### WORK TO BE COMPLETED
Once the line containing "pub fn key(parts: &[&str])" is found in the records below, return it and each following line exactly, up to and including the line containing "fn path(&self, prefix: &str, key: &str)", and nothing else.

### Stored items
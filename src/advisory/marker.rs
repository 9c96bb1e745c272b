use sha2::{Digest, Sha256};
use std::io;
use std::path::{Path, PathBuf};

/// Small per-repository state files, named by a hash of their key parts.
#[derive(Debug, Clone)]
pub struct MarkerStore {
    dir: PathBuf,
}

impl MarkerStore {
    pub fn new(dir: impl Into<PathBuf>) -> Self {
        Self { dir: dir.into() }
    }

    /// `~/.local/state/cc-forkguard/markers`.
    pub fn default_location() -> Option<Self> {
        let home = std::env::var_os("HOME")?;
        Some(Self::new(
            Path::new(&home).join(".local/state/cc-forkguard/markers"),
        ))
    }

    /// Hex SHA-256 of the parts, NUL-separated.
    pub fn key(parts: &[&str]) -> String {
        let mut hasher = Sha256::new();
        for (i, part) in parts.iter().enumerate() {
            if i > 0 {
                hasher.update([0u8]);
            }
            hasher.update(part.as_bytes());
        }
        hex::encode(hasher.finalize())
    }

    fn path(&self, prefix: &str, key: &str) -> PathBuf {
        self.dir.join(format!("{prefix}-{key}"))
    }

    pub fn read(&self, prefix: &str, key: &str) -> Option<String> {
        std::fs::read_to_string(self.path(prefix, key))
            .ok()
            .map(|s| s.trim().to_string())
    }

    pub fn write(&self, prefix: &str, key: &str, value: &str) -> io::Result<()> {
        std::fs::create_dir_all(&self.dir)?;
        std::fs::write(self.path(prefix, key), value)
    }
}

#[cfg(test)]
mod tests {
    use super::*;
    use tempfile::TempDir;

    #[test]
    fn key_is_stable_and_separated() {
        assert_eq!(MarkerStore::key(&["a", "b"]), MarkerStore::key(&["a", "b"]));
        assert_ne!(MarkerStore::key(&["ab", ""]), MarkerStore::key(&["a", "b"]));
        assert_eq!(MarkerStore::key(&["x"]).len(), 64);
    }

    #[test]
    fn roundtrip_creates_directory() {
        let tmp = TempDir::new().unwrap();
        let store = MarkerStore::new(tmp.path().join("nested/markers"));
        assert_eq!(store.read("idle", "k"), None);
        store.write("idle", "k", "123\n").unwrap();
        assert_eq!(store.read("idle", "k").as_deref(), Some("123"));
    }
}
//! cc-forkguard: a PreToolUse hook for Claude Code that stops an agent from
//! pushing to, or writing into, GitHub repositories the user doesn't own.
//!
//! Two guards run over every Bash command: one for `git push`, one for
//! `gh` write operations. Each resolves the repository the command would
//! actually touch (remotes, tracking config, `-R` flags, API paths) and
//! checks it against an ownership policy. Anything that can't be resolved
//! safely is blocked; hosts that aren't GitHub are let through.
//!
//! # Architecture
//!
//! - **[`parse`]** — Shell text heuristics: quote-aware splitting, substitution extraction, wrapper skipping, loop detection, `cd` tracking.
//! - **[`repo`]** — Remote URL normalization into `owner/repo`.
//! - **[`git`]** — Read-only git metadata queries behind the [`git::RemoteSource`] trait.
//! - **[`guards`]** — The push and write guards.
//! - **[`eval`]** — Decision types, ownership policy, and the evaluation state machine.
//! - **[`config`]** — Configuration loading: embedded defaults + user overlay + environment.
//! - **[`logging`]** — Decision logging to `~/.local/share/cc-forkguard/decisions.log`.
//! - **[`advisory`]** — Non-blocking post-edit advisories (protected branch, idle gap).

/// Post-edit advisories.
pub mod advisory;
/// Configuration types, loading, and overlay merge logic.
pub mod config;
/// Evaluation engine: registry, decision types, ownership policy.
pub mod eval;
/// Git metadata queries.
pub mod git;
/// Guard evaluators for `git push` and `gh` writes.
pub mod guards;
/// File-based decision logging.
pub mod logging;
/// Shell command text heuristics.
pub mod parse;
/// Repository references and URL normalization.
pub mod repo;

use std::path::Path;

use config::PolicyConfig;
use eval::RuleMatch;
use git::RemoteSource;

/// Evaluate a command with the default guard configuration and the given
/// policy.
///
/// This is the main entry point for tests and embedding. The CLI builds
/// the registry from the loaded configuration instead.
pub fn evaluate(
    command: &str,
    cwd: &Path,
    policy: &PolicyConfig,
    remotes: &dyn RemoteSource,
) -> RuleMatch {
    let config = config::Config::default_config();
    let registry = eval::GuardRegistry::from_config(&config).with_policy(policy.clone());
    registry.evaluate(command, cwd, remotes)
}
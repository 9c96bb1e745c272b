/// A launcher that runs its arguments as a command.
struct Wrapper {
    name: &'static str,
    /// Options that take a separate value.
    value_flags: &'static [&'static str],
    /// Options that change what the wrapped command sees (its directory,
    /// its argv). Skipping stops there, so the real command is not found
    /// in command position.
    stop_flags: &'static [&'static str],
    /// Operands before the command (`timeout DURATION cmd`).
    operands: usize,
}

const WRAPPERS: &[Wrapper] = &[
    Wrapper { name: "command", value_flags: &[], stop_flags: &[], operands: 0 },
    Wrapper { name: "builtin", value_flags: &[], stop_flags: &[], operands: 0 },
    Wrapper { name: "nohup", value_flags: &[], stop_flags: &[], operands: 0 },
    Wrapper { name: "exec", value_flags: &["-a"], stop_flags: &[], operands: 0 },
    Wrapper { name: "time", value_flags: &["-f", "-o", "--format", "--output"], stop_flags: &[], operands: 0 },
    Wrapper { name: "nice", value_flags: &["-n", "--adjustment"], stop_flags: &[], operands: 0 },
    Wrapper { name: "stdbuf", value_flags: &["-i", "-o", "-e"], stop_flags: &[], operands: 0 },
    Wrapper {
        name: "timeout",
        value_flags: &["-s", "-k", "--signal", "--kill-after"],
        stop_flags: &[],
        operands: 1,
    },
    Wrapper {
        name: "env",
        value_flags: &["-u", "--unset"],
        stop_flags: &["-C", "--chdir", "-S", "--split-string"],
        operands: 0,
    },
    Wrapper {
        name: "sudo",
        value_flags: &["-u", "-g", "-h", "-p", "-r", "-t", "-U", "-T", "-C", "--user", "--group"],
        stop_flags: &["-D", "--chdir", "-i", "-s", "--login", "--shell"],
        operands: 0,
    },
    Wrapper {
        name: "doas",
        value_flags: &["-u", "-C"],
        stop_flags: &["-s"],
        operands: 0,
    },
];

/// Shell reserved words that can precede a command in the same segment.
const SHELL_KEYWORDS: &[&str] = &["if", "then", "else", "elif", "do", "!"];

/// Tokenize a command segment into words using shlex (POSIX word splitting).
///
/// Grouping characters hugging the segment (`(cd repo`, `git push)`) are
/// trimmed first so subshell-wrapped commands tokenize normally.
pub fn tokenize(command: &str) -> Vec<String> {
    let trimmed = command
        .trim()
        .trim_start_matches(['(', '{', ' '])
        .trim_end_matches([')', '}', ' ']);
    shlex::split(trimmed).unwrap_or_else(|| {
        // Fallback: simple whitespace splitting if shlex can't parse
        trimmed.split_whitespace().map(String::from).collect()
    })
}

/// Whether a word is a `KEY=value` shell assignment.
pub fn is_env_assignment(word: &str) -> bool {
    let Some((key, _)) = word.split_once('=') else {
        return false;
    };
    !key.is_empty()
        && key.chars().all(|c| c.is_ascii_alphanumeric() || c == '_')
        && key
            .chars()
            .next()
            .is_some_and(|c| c.is_ascii_alphabetic() || c == '_')
}

/// Skip a wrapper's options and operands starting at `idx` (just past
/// its name). Returns `None` when a stop flag is hit.
fn skip_wrapper(wrapper: &Wrapper, words: &[String], mut idx: usize) -> Option<usize> {
    while let Some(word) = words.get(idx) {
        let flag = word.split_once('=').map_or(word.as_str(), |(f, _)| f);
        if word == "--" {
            idx += 1;
            break;
        }
        if !word.starts_with('-') || word == "-" {
            break;
        }
        let stops = wrapper
            .stop_flags
            .iter()
            .any(|s| flag == *s || (s.len() == 2 && flag.starts_with(s)));
        if stops {
            return None;
        }
        idx += if wrapper.value_flags.contains(&flag) && !word.contains('=') { 2 } else { 1 };
    }
    Some(idx + wrapper.operands)
}

/// Split leading `KEY=value` assignments, shell keywords and launcher
/// wrappers (with their options) off a word list. Returns the assignments
/// and the index of the real command word.
///
/// When a wrapper option changes the wrapped command's context
/// (`env -C dir`, `sudo -D dir`), the returned index points at the
/// wrapper itself, so the wrapped command is not mistaken for a plain
/// invocation.
pub fn split_env_prefix(words: &[String]) -> (Vec<(String, String)>, usize) {
    let mut env = Vec::new();
    let mut idx = 0;
    while let Some(word) = words.get(idx) {
        if is_env_assignment(word) {
            if let Some((k, v)) = word.split_once('=') {
                env.push((k.to_string(), v.to_string()));
            }
            idx += 1;
        } else if SHELL_KEYWORDS.contains(&word.as_str()) {
            idx += 1;
        } else if let Some(wrapper) = WRAPPERS.iter().find(|w| w.name == word) {
            match skip_wrapper(wrapper, words, idx + 1) {
                Some(next) => idx = next,
                None => return (env, idx),
            }
        } else {
            break;
        }
    }
    (env, idx)
}

/// Basename of a command word: `/usr/bin/git` → `git`.
pub fn base_name(word: &str) -> &str {
    match word.rsplit_once('/') {
        Some((_, name)) if !name.is_empty() => name,
        _ => word,
    }
}

/// Whether `needle` appears in `haystack` as a standalone word
/// (bounded by start/end, whitespace, or shell punctuation).
pub fn contains_word(haystack: &str, needle: &str) -> bool {
    let is_boundary = |c: char| !(c.is_ascii_alphanumeric() || c == '_' || c == '-' || c == '.');
    haystack.match_indices(needle).any(|(idx, _)| {
        let before = haystack[..idx].chars().next_back();
        let after = haystack[idx + needle.len()..].chars().next();
        before.is_none_or(|c| is_boundary(c) || c == '/') && after.is_none_or(is_boundary)
    })
}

### WRITTEN ANSWER
    pub fn key(parts: &[&str]) -> String {
        let mut hasher = Sha256::new();
        for (i, part) in parts.iter().enumerate() {
            if i > 0 {
                hasher.update([0u8]);
            }
            hasher.update(part.as_bytes());
        }
        hex::encode(hasher.finalize())
    }

    fn path(&self, prefix: &str, key: &str) -> PathBuf {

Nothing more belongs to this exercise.